:: EXTRACTED INFORMATION ::

//! Retry with exponential backoff around any [`Printer`].

use std::thread;
use std::time::{Duration, SystemTime};

use crate::config::RetryConfig;
use crate::{PrintError, Printer, Reconnectable};

/// Retries transient failures on the same connection.
///
/// A dropped connection stays dropped; use [`ReconnectRetryPrinter`] when
/// the transport can reconnect.
#[derive(Debug)]
pub struct RetryPrinter<P> {
    inner: P,
    policy: RetryConfig,
}

impl<P> RetryPrinter<P> {
    /// Wrap `inner` with `policy`.
    pub fn new(inner: P, policy: RetryConfig) -> Self {
        Self { inner, policy }
    }

    /// The wrapped printer.
    pub fn inner(&self) -> &P {
        &self.inner
    }

    /// Unwrap.
    pub fn into_inner(self) -> P {
        self.inner
    }
}

impl<P: Printer> Printer for RetryPrinter<P> {
    fn send_raw(&mut self, data: &[u8]) -> Result<(), PrintError> {
        let inner = &mut self.inner;
        with_backoff(&self.policy, inner, |p| p.send_raw(data), |_| {})
    }
}

/// Retries transient failures, reconnecting before each new attempt.
#[derive(Debug)]
pub struct ReconnectRetryPrinter<P> {
    inner: P,
    policy: RetryConfig,
}

impl<P> ReconnectRetryPrinter<P> {
    /// Wrap `inner` with `policy`.
    pub fn new(inner: P, policy: RetryConfig) -> Self {
        Self { inner, policy }
    }

    /// The wrapped printer.
    pub fn inner(&self) -> &P {
        &self.inner
    }

    /// Unwrap.
    pub fn into_inner(self) -> P {
        self.inner
    }
}

impl<P: Printer + Reconnectable> Printer for ReconnectRetryPrinter<P> {
    fn send_raw(&mut self, data: &[u8]) -> Result<(), PrintError> {
        with_backoff(
            &self.policy,
            &mut self.inner,
            |p| p.send_raw(data),
            // a failed reconnect surfaces as the next attempt's error
            |p| {
                let _ = p.reconnect();
            },
        )
    }
}

// ─── Backoff loop ───────────────────────────────────────────────────────────

/// Run `op` until it succeeds, fails permanently, or the policy runs out.
///
/// `between` runs after each backoff sleep, before the next attempt.
fn with_backoff<P, T>(
    policy: &RetryConfig,
    target: &mut P,
    mut op: impl FnMut(&mut P) -> Result<T, PrintError>,
    mut between: impl FnMut(&mut P),
) -> Result<T, PrintError> {
    if policy.max_attempts == 0 {
        return Err(PrintError::InvalidConfig(
            "max_attempts must be at least 1".into(),
        ));
    }

    let mut attempt = 0;
    loop {
        let err = match op(target) {
            Ok(value) => return Ok(value),
            Err(err) if !err.is_retryable() => return Err(err),
            Err(err) => err,
        };
        attempt += 1;
        if attempt >= policy.max_attempts {
            return Err(PrintError::RetriesExhausted {
                attempts: attempt,
                last_error: Box::new(err),
            });
        }
        thread::sleep(backoff(policy, attempt - 1));
        between(target);
    }
}

/// Delay after the failed attempt number `attempt` (0-based):
/// `min(initial * 2^attempt, max)`, jittered into its upper half.
fn backoff(policy: &RetryConfig, attempt: u32) -> Duration {
    let delay = policy
        .initial_delay
        .saturating_mul(2u32.saturating_pow(attempt))
        .min(policy.max_delay);
    if !policy.jitter {
        return delay;
    }

    let half = delay / 2;
    let span = delay.as_nanos() - half.as_nanos();
    if span == 0 {
        return delay;
    }
    // clock nanoseconds are noisy enough to spread concurrent clients
    let noise = SystemTime::now()
        .duration_since(SystemTime::UNIX_EPOCH)
        .unwrap_or_default()
        .subsec_nanos();
    let offset = u64::try_from(u128::from(noise) % span).unwrap_or(0);
    half + Duration::from_nanos(offset)
}

#[cfg(test)]
mod tests {
    use super::*;
    use std::collections::VecDeque;
    use std::io;

    /// Replays scripted results, then succeeds.
    #[derive(Default)]
    struct Scripted {
        results: VecDeque<Result<(), PrintError>>,
        sends: u32,
        reconnects: u32,
    }

    impl Scripted {
        fn failing(errors: impl IntoIterator<Item = PrintError>) -> Self {
            Self {
                results: errors.into_iter().map(Err).collect(),
                ..Self::default()
            }
        }
    }

    impl Printer for Scripted {
        fn send_raw(&mut self, _data: &[u8]) -> Result<(), PrintError> {
            self.sends += 1;
            self.results.pop_front().unwrap_or(Ok(()))
        }
    }

    impl Reconnectable for Scripted {
        fn reconnect(&mut self) -> Result<(), PrintError> {
            self.reconnects += 1;
            Ok(())
        }
    }

    fn broken_pipe() -> PrintError {
        PrintError::WriteFailed(io::Error::new(io::ErrorKind::BrokenPipe, "mock"))
    }

    fn quick(max_attempts: u32) -> RetryConfig {
        RetryConfig {
            max_attempts,
            initial_delay: Duration::from_millis(1),
            max_delay: Duration::from_millis(4),
            jitter: false,
        }
    }

    #[test]
    fn recovers_after_transient_failures() {
        let scripted = Scripted::failing([broken_pipe(), broken_pipe()]);
        let mut printer = RetryPrinter::new(scripted, quick(3));
        printer.send_zpl("^XA^XZ").unwrap();
        assert_eq!(printer.inner().sends, 3);
    }

    #[test]
    fn gives_up_after_max_attempts() {
        let failures = (0..5).map(|_| broken_pipe());
        let mut printer = RetryPrinter::new(Scripted::failing(failures), quick(2));
        match printer.send_zpl("^XA^XZ") {
            Err(PrintError::RetriesExhausted {
                attempts,
                last_error,
            }) => {
                assert_eq!(attempts, 2);
                assert!(matches!(*last_error, PrintError::WriteFailed(_)));
            }
            other => panic!("expected RetriesExhausted, got {other:?}"),
        }
        assert_eq!(printer.inner().sends, 2);
    }

    #[test]
    fn permanent_failure_is_not_retried() {
        let scripted = Scripted::failing([PrintError::InvalidAddress(String::new())]);
        let mut printer = RetryPrinter::new(scripted, quick(5));
        assert!(matches!(
            printer.send_zpl("^XA^XZ"),
            Err(PrintError::InvalidAddress(_))
        ));
        assert_eq!(printer.into_inner().sends, 1);
    }

    #[test]
    fn zero_attempts_is_a_config_error() {
        let mut printer = RetryPrinter::new(Scripted::default(), quick(0));
        assert!(matches!(
            printer.send_zpl("^XA^XZ"),
            Err(PrintError::InvalidConfig(_))
        ));
        assert_eq!(printer.inner().sends, 0);
    }

    #[test]
    fn reconnects_between_attempts_only() {
        let scripted = Scripted::failing([broken_pipe(), broken_pipe()]);
        let mut printer = ReconnectRetryPrinter::new(scripted, quick(4));
        printer.send_zpl("^XA^XZ").unwrap();
        let inner = printer.into_inner();
        assert_eq!((inner.sends, inner.reconnects), (3, 2));
    }

    #[test]
    fn backoff_doubles_up_to_the_cap() {
        let policy = RetryConfig {
            initial_delay: Duration::from_millis(100),
            max_delay: Duration::from_millis(350),
            jitter: false,
            ..RetryConfig::default()
        };
        let delays: Vec<_> = (0..4).map(|n| backoff(&policy, n).as_millis()).collect();
        assert_eq!(delays, vec![100, 200, 350, 350]);
        assert_eq!(backoff(&policy, u32::MAX), Duration::from_millis(350));
    }

    #[test]
    fn jitter_stays_in_upper_half() {
        let policy = RetryConfig {
            initial_delay: Duration::from_millis(200),
            max_delay: Duration::from_secs(1),
            jitter: true,
            ..RetryConfig::default()
        };
        for _ in 0..50 {
            let delay = backoff(&policy, 0);
            assert!(delay >= Duration::from_millis(100) && delay <= Duration::from_millis(200));
        }
    }
}
//! Send ZPL labels to network printers.
//!
//! Labels go out over the printer's RAW TCP port (9100 unless told
//! otherwise). Everything here is blocking `std::net`; no async runtime is
//! involved.
mod addr;
mod config;
mod error;
mod retry;
#[cfg(feature = "tcp")]
mod tcp;

pub use addr::{DEFAULT_PORT, resolve_printer_addr};
pub use config::{PrinterConfig, PrinterTimeouts, RetryConfig};
pub use error::PrintError;
pub use retry::{ReconnectRetryPrinter, RetryPrinter};
#[cfg(feature = "tcp")]
pub use tcp::TcpPrinter;

use std::ops::ControlFlow;

// ─── Traits ─────────────────────────────────────────────────────────────────

/// Something label bytes can be written to.
pub trait Printer: Send {
    /// Write `data` unchanged.
    fn send_raw(&mut self, data: &[u8]) -> Result<(), PrintError>;

    /// Write ZPL text.
    fn send_zpl(&mut self, zpl: &str) -> Result<(), PrintError> {
        self.send_raw(zpl.as_bytes())
    }
}

/// A transport that can drop its connection and open a fresh one.
///
/// [`ReconnectRetryPrinter`] calls this between attempts.
pub trait Reconnectable {
    /// Close the current connection, if any, and open a new one.
    fn reconnect(&mut self) -> Result<(), PrintError>;
}

// ─── Multi-form sending ─────────────────────────────────────────────────────

/// Reported after each form is written.
#[non_exhaustive]
#[derive(Debug, Clone, Copy, PartialEq, Eq)]
#[cfg_attr(feature = "serde", derive(serde::Serialize, serde::Deserialize))]
pub struct FormProgress {
    /// Forms written so far.
    pub sent: usize,
    /// Forms in the job.
    pub total: usize,
}

/// Outcome of [`send_forms`].
#[non_exhaustive]
#[derive(Debug, Clone, Copy, PartialEq, Eq)]
#[cfg_attr(feature = "serde", derive(serde::Serialize, serde::Deserialize))]
pub struct SendSummary {
    /// Forms written.
    pub sent: usize,
    /// Forms in the job.
    pub total: usize,
}

impl SendSummary {
    /// Whether the callback stopped the job before every form was written.
    pub fn stopped_early(&self) -> bool {
        self.sent < self.total
    }
}

/// Write `forms` one at a time, in order.
///
/// `on_progress` runs after every successful write; returning
/// `ControlFlow::Break(())` ends the job without sending the rest. A write
/// error ends it too and is returned as-is.
pub fn send_forms<P, F>(
    printer: &mut P,
    forms: &[impl AsRef<str>],
    mut on_progress: F,
) -> Result<SendSummary, PrintError>
where
    P: Printer + ?Sized,
    F: FnMut(FormProgress) -> ControlFlow<()>,
{
    let total = forms.len();
    for (i, form) in forms.iter().enumerate() {
        printer.send_zpl(form.as_ref())?;
        let sent = i + 1;
        if on_progress(FormProgress { sent, total }).is_break() {
            return Ok(SendSummary { sent, total });
        }
    }
    Ok(SendSummary { sent: total, total })
}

:::

Lines with the string "ReconnectRetryPrinter": say how many appear in the entries above, giving the number alone.

7